(Task prompt): Beginning with the first line, transcribe the entries below exactly through the line containing "route that mounts", inclusive.

(Stored data entries)

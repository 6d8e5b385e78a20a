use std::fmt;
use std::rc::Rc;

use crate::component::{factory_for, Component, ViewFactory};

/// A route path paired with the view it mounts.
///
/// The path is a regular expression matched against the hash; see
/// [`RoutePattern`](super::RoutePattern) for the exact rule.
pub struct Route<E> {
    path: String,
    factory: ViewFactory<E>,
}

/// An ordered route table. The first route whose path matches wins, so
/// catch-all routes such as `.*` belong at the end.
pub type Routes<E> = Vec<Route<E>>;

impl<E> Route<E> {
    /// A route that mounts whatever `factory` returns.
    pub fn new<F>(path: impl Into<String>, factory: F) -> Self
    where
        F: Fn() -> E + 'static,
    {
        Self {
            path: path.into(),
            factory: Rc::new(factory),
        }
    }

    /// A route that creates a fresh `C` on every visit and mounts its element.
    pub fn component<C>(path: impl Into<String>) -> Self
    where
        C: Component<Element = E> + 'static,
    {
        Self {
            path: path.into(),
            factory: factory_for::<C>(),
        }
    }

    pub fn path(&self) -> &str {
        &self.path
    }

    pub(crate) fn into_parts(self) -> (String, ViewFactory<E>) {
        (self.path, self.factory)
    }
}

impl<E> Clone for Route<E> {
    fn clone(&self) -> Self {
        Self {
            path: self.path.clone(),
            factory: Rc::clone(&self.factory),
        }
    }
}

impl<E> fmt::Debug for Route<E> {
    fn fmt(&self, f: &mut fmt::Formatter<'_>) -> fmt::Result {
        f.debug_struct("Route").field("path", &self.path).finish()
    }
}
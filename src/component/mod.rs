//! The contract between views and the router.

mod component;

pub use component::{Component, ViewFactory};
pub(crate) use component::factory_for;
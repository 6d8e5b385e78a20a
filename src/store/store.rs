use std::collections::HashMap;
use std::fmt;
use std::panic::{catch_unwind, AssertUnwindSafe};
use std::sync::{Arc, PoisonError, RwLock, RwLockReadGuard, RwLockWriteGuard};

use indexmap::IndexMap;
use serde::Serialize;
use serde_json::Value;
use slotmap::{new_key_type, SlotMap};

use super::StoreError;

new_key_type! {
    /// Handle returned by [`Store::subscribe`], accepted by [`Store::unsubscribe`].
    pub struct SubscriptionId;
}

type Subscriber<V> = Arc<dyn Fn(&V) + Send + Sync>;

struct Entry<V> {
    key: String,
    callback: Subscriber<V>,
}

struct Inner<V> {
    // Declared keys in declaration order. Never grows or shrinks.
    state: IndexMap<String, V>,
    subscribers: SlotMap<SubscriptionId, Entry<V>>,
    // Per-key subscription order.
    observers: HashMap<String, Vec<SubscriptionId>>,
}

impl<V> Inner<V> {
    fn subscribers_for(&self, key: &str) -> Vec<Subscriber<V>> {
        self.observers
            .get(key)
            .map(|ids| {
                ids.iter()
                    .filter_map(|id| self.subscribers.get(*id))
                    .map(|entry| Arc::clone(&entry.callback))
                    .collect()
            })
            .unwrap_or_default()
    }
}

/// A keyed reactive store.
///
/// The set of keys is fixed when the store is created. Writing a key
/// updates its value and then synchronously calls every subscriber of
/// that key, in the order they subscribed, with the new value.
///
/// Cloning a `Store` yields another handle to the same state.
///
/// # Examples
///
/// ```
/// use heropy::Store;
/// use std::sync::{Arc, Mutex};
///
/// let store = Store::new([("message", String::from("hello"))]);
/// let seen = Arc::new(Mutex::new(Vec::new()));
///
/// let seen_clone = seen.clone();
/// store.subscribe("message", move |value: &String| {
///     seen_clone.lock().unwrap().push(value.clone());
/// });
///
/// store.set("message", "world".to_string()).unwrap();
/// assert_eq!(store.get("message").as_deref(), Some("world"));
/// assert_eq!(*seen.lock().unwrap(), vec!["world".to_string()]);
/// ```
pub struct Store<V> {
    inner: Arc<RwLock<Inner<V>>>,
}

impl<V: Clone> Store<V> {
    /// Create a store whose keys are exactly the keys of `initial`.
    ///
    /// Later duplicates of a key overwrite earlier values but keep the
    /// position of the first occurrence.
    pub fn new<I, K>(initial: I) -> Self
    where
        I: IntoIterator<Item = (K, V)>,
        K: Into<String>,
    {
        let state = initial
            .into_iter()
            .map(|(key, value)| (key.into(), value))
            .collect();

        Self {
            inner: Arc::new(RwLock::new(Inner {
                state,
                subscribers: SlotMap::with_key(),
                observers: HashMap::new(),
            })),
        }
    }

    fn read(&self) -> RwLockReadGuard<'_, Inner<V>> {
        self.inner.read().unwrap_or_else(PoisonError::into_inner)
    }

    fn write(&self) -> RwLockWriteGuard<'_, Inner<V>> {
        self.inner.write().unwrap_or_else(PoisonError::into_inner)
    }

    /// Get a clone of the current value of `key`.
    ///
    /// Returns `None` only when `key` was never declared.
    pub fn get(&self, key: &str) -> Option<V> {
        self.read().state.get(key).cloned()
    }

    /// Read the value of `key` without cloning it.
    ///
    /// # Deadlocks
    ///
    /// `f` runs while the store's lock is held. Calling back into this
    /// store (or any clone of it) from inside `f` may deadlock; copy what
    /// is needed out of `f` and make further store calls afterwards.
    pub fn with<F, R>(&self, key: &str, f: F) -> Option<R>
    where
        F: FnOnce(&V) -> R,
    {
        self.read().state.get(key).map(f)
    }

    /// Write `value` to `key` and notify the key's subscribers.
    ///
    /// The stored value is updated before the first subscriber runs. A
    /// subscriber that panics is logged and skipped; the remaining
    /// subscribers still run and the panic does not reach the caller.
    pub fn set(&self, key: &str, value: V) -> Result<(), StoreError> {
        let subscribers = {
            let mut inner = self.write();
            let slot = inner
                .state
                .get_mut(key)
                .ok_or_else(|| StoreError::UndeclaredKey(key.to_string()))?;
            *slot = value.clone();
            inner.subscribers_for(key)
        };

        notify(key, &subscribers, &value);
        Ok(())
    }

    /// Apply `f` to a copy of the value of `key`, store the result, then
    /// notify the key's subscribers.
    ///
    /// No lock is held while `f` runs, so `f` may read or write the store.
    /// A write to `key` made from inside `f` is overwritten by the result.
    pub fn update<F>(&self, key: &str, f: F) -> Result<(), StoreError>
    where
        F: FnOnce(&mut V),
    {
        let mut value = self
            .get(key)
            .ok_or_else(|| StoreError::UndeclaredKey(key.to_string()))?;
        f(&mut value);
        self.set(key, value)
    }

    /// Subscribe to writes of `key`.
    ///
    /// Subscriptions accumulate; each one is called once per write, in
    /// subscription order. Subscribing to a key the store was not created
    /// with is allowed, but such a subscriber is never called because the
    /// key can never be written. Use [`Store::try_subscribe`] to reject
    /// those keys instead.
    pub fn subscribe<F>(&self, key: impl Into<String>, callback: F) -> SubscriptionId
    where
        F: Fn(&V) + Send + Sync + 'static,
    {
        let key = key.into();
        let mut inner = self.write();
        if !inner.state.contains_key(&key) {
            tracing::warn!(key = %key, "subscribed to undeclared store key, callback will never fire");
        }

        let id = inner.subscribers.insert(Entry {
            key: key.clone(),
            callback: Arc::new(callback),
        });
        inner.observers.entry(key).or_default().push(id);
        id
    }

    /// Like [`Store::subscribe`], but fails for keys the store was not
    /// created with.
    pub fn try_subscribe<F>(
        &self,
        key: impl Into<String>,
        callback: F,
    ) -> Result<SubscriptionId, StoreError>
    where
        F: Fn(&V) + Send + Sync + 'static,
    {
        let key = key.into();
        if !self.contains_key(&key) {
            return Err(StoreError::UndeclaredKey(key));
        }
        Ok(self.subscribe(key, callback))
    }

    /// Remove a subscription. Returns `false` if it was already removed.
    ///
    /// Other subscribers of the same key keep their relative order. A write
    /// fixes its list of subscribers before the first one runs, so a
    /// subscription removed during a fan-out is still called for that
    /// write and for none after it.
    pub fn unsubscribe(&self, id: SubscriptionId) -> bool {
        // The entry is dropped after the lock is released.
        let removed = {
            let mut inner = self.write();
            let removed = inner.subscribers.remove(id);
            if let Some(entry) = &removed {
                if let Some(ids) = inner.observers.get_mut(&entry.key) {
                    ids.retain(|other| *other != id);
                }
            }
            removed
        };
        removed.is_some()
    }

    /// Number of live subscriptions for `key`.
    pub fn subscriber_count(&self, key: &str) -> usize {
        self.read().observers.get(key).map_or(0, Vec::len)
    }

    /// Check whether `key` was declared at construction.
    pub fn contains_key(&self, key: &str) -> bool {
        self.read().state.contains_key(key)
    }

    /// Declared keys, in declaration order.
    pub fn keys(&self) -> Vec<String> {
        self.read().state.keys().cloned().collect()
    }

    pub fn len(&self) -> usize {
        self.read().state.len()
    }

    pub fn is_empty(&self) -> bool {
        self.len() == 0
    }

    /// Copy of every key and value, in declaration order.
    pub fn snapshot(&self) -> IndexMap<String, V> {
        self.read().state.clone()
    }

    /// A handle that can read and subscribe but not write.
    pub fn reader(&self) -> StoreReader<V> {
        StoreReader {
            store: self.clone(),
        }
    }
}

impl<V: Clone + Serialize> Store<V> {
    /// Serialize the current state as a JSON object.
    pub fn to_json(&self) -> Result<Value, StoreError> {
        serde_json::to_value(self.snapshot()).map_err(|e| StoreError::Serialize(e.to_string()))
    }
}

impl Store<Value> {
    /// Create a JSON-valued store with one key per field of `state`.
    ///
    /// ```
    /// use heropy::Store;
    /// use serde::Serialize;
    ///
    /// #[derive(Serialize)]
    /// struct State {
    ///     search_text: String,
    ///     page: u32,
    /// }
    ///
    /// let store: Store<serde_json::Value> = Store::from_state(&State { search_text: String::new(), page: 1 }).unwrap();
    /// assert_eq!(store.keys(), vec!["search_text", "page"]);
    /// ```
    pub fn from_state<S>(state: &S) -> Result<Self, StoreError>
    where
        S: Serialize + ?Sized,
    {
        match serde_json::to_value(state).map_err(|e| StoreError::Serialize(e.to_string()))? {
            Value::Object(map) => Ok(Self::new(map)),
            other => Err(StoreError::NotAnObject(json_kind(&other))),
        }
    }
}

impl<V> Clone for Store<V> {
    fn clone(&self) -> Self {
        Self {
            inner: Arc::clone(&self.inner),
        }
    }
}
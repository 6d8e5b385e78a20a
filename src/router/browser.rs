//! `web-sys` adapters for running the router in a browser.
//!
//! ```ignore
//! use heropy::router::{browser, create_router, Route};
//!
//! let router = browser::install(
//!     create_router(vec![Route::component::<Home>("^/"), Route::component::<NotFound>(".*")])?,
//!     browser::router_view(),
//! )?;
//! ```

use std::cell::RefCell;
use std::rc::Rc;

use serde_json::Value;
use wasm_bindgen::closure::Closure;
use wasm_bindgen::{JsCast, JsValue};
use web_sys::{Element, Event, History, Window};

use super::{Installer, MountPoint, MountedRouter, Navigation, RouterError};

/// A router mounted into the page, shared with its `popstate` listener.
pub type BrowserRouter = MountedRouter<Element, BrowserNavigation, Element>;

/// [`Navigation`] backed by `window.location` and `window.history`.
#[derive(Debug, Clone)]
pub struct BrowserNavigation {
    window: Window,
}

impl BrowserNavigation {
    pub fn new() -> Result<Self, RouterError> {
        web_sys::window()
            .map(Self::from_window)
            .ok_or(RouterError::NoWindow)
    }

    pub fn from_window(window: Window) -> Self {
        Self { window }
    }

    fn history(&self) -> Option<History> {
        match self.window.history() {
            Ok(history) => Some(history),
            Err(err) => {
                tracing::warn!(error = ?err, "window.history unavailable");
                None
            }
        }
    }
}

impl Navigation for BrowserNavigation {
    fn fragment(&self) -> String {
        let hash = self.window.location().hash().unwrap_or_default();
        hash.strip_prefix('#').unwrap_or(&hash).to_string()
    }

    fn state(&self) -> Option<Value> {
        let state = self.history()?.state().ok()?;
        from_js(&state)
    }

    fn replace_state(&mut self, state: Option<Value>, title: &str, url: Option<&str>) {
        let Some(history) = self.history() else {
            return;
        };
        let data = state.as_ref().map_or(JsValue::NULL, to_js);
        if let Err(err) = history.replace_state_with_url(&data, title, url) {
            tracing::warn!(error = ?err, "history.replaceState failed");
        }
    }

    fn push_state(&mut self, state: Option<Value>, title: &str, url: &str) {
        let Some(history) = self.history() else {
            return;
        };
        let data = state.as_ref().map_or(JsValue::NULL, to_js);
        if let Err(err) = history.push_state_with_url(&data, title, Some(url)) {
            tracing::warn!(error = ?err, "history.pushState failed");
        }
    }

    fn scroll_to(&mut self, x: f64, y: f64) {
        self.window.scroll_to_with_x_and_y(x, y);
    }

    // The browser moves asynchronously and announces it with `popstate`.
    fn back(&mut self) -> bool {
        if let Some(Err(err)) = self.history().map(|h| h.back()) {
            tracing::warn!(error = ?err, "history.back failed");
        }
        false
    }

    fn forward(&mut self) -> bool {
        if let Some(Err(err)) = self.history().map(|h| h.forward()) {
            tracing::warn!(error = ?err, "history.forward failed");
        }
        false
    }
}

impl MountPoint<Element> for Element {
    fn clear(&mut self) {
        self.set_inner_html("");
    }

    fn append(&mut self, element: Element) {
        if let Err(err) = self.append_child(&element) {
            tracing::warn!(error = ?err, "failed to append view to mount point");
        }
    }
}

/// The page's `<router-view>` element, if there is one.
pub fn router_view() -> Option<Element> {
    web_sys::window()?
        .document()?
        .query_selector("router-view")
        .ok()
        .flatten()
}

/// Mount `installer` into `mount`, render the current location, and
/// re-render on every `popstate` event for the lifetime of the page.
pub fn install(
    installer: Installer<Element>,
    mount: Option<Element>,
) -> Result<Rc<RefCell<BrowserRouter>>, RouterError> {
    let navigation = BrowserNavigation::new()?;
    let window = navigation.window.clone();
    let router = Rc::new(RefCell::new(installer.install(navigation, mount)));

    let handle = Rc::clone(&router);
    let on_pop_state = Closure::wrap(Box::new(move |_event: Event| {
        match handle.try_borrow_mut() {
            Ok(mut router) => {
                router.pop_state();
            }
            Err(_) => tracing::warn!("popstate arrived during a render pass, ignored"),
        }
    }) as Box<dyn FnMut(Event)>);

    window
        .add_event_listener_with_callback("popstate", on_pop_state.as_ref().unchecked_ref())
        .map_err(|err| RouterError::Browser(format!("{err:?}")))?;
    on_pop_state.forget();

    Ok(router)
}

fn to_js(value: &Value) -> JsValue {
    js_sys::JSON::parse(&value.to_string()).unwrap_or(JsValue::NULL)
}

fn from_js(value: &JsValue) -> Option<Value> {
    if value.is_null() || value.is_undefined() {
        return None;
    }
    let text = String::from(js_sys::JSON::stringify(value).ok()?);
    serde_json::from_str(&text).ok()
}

(Response to the exercise):
repository 6d8e5b385e78a20a
use std::fmt;
use std::rc::Rc;

use crate::component::{factory_for, Component, ViewFactory};

/// A route path paired with the view it mounts.
///
/// The path is a regular expression matched against the hash; see
/// [`RoutePattern`](super::RoutePattern) for the exact rule.
pub struct Route<E> {
    path: String,
    factory: ViewFactory<E>,
}

/// An ordered route table. The first route whose path matches wins, so
/// catch-all routes such as `.*` belong at the end.
pub type Routes<E> = Vec<Route<E>>;

impl<E> Route<E> {
    /// A route that mounts whatever `factory` returns.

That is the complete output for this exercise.